APT29 uses a variety of tools and techniques, including “spear phishing” and custom malware known as WellMess and WellMail, according to the NCSC. Spear phishing involves delivering malicious software through emails that appear to come from a trusted source.
“Throughout 2020, APT29 has targeted various organizations involved in COVID-19 vaccine development in Canada, the United States and the United Kingdom, highly likely with the intention of stealing information and intellectual property relating to the development and testing of COVID-19 vaccines,” said the NCSC, which is the U.K.’s lead technical authority on cybersecurity.
APT29 conducts widespread scanning and looks for publicly vulnerable systems at organizations like hospitals, research laboratories, health-care providers and pharmaceutical companies.
“This broad targeting potentially gives the group access to a large number of systems globally, many of which are unlikely to be of immediate intelligence value,” the NCSC said. “The group may maintain a store of stolen credentials in order to access these systems in the event that they become more relevant to their requirements in the future.”
A spokesperson with the Embassy of Russia in Ottawa called the allegations by Western cyber defence agencies “fake news.”
Meanwhile, NSA Cybersecurity Director Anne Neuberger said Thursday that APT29 has a “long history of targeting governmental, diplomatic, think tank, healthcare and energy organizations for intelligence gain.”
“We encourage everyone to take this threat seriously and apply the mitigations issued in the advisory,” she said. “The NSA, along with our partners, remains steadfast in its commitment to protecting national security by collectively issuing this critical cybersecurity advisory as foreign actors continue to take advantage of the ongoing COVID-19 pandemic.”
In May, the CSE and the Canadian Security Intelligence Service warned that Canada’s research on the response to the COVID-19 pandemic is at an “elevated level of risk” for state-sponsored hacking and espionage.

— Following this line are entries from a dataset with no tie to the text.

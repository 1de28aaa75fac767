// SPDX-License-Identifier: GPL-3.0-only

use clap::{Args, Parser, Subcommand};
use std::path::PathBuf;
use std::process::ExitCode;
use stillcam::backends::camera::{CameraBackendType, Size, StreamRole};
use stillcam::config::PhotoOutputFormat;
use stillcam::constants::DEFAULT_LOG_FILTER;
use stillcam::{QualityPreset, logging};
use tracing::error;

mod cli;

#[derive(Parser)]
#[command(name = "stillcam")]
#[command(about = "Single-shot still capture for libcamera devices")]
#[command(version = env!("GIT_VERSION"))]
#[command(subcommand_required = false)]
struct Cli {
    /// Configuration file (default: ~/.config/stillcam/config.json)
    #[arg(long, global = true)]
    config: Option<PathBuf>,

    /// JSON-lines system log (default from configuration: logs/system.log)
    #[arg(long, global = true)]
    log_file: Option<PathBuf>,

    #[command(subcommand)]
    command: Option<Commands>,
}

#[derive(Subcommand)]
enum Commands {
    /// List available cameras
    List {
        /// Camera backend to query
        #[arg(short, long)]
        backend: Option<CameraBackendType>,
    },

    /// Take photos through the request pipeline (default command)
    Photo(PhotoArgs),

    /// Grab one frame from a V4L2 node and write it as PPM
    Simple {
        /// V4L2 device index (/dev/videoN)
        #[arg(short, long)]
        device: Option<usize>,

        /// Output file (default: image.ppm)
        #[arg(short, long)]
        output: Option<PathBuf>,
    },

    /// Print the effective configuration
    Config {
        /// Write the effective configuration to the configuration file
        #[arg(long)]
        init: bool,
    },
}

/// Options of the `photo` command; each overrides the configuration file
#[derive(Args, Default)]
struct PhotoArgs {
    /// Camera backend (libcamera or virtual)
    #[arg(short, long)]
    backend: Option<CameraBackendType>,

    /// Camera index (from 'stillcam list') or camera id
    #[arg(short, long)]
    camera: Option<String>,

    /// Output file; every frame overwrites it
    #[arg(short, long, conflicts_with = "dir")]
    output: Option<PathBuf>,

    /// Output directory for timestamped names (default: ~/Pictures/stillcam)
    #[arg(short, long)]
    dir: Option<PathBuf>,

    /// Image format (jpeg or png)
    #[arg(short, long)]
    format: Option<PhotoOutputFormat>,

    /// JPEG quality (low, medium, high, maximum)
    #[arg(short, long)]
    quality: Option<QualityPreset>,

    /// Stream role the configuration is generated for
    #[arg(long)]
    role: Option<StreamRole>,

    /// Requested resolution, e.g. 2304x1296
    #[arg(short, long)]
    resolution: Option<Size>,

    /// Images saved per capture
    #[arg(short = 'n', long)]
    frames: Option<u32>,

    /// Capture timeout in milliseconds
    #[arg(short, long)]
    timeout: Option<u64>,

    /// Number of captures in one session
    #[arg(long, default_value = "1")]
    repeat: u32,
}

fn main() -> ExitCode {
    let cli = Cli::parse();

    let config = match cli::load_config(cli.config.as_deref()) {
        Ok(config) => config,
        Err(err) => {
            eprintln!("Error: {}", err);
            return ExitCode::from(err.exit_code());
        }
    };

    // Set RUST_LOG to control console output, e.g. RUST_LOG=stillcam=debug
    let log_file = cli.log_file.clone().unwrap_or_else(|| config.log_file.clone());
    let log_level = config.log_level.parse().unwrap_or(tracing::Level::INFO);
    if let Err(err) = logging::init(DEFAULT_LOG_FILTER, &log_file, log_level) {
        eprintln!("Warning: {}", err);
    }

    let result = match cli.command {
        Some(Commands::List { backend }) => cli::list_cameras(&config, backend),
        Some(Commands::Photo(args)) => cli::take_photo(config, &args),
        Some(Commands::Simple { device, output }) => cli::simple_photo(&config, device, output),
        Some(Commands::Config { init }) => cli::show_config(&config, cli.config.as_deref(), init),
        None => cli::take_photo(config, &PhotoArgs::default_invocation()),
    };

    match result {
        Ok(()) => ExitCode::SUCCESS,
        Err(err) => {
            error!(error = %err, "Command failed");
            eprintln!("Error: {}", err);
            ExitCode::from(err.exit_code())
        }
    }
}

impl PhotoArgs {
    /// `stillcam` without a subcommand behaves like `stillcam photo`
    fn default_invocation() -> Self {
        Self {
            repeat: 1,
            ..Self::default()
        }
    }
}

The agency warned organizations to take further actions to protect their information.
Ottawa has pledged more than $1 billion towards fighting COVID-19 through a national medical and research strategy that has labs across the country studying how the virus spreads and possible treatments, including a vaccine.
A Quebec-based biopharmaceutical company, Medicago, announced this week that it’s begun an early-stage clinical trial of its plant-based coronavirus vaccine, making it the first vaccine from Canada to be tested in humans.
The company said it was “aware of the cyber-attacks” targeting organizations involved in COVID-19 vaccine development and was taking the threat “seriously.”
“Medicago has a strong cybersecurity infrastructure in place, and we continue to be in contact with authorities to further secure our network and infrastructure,” a spokesperson said.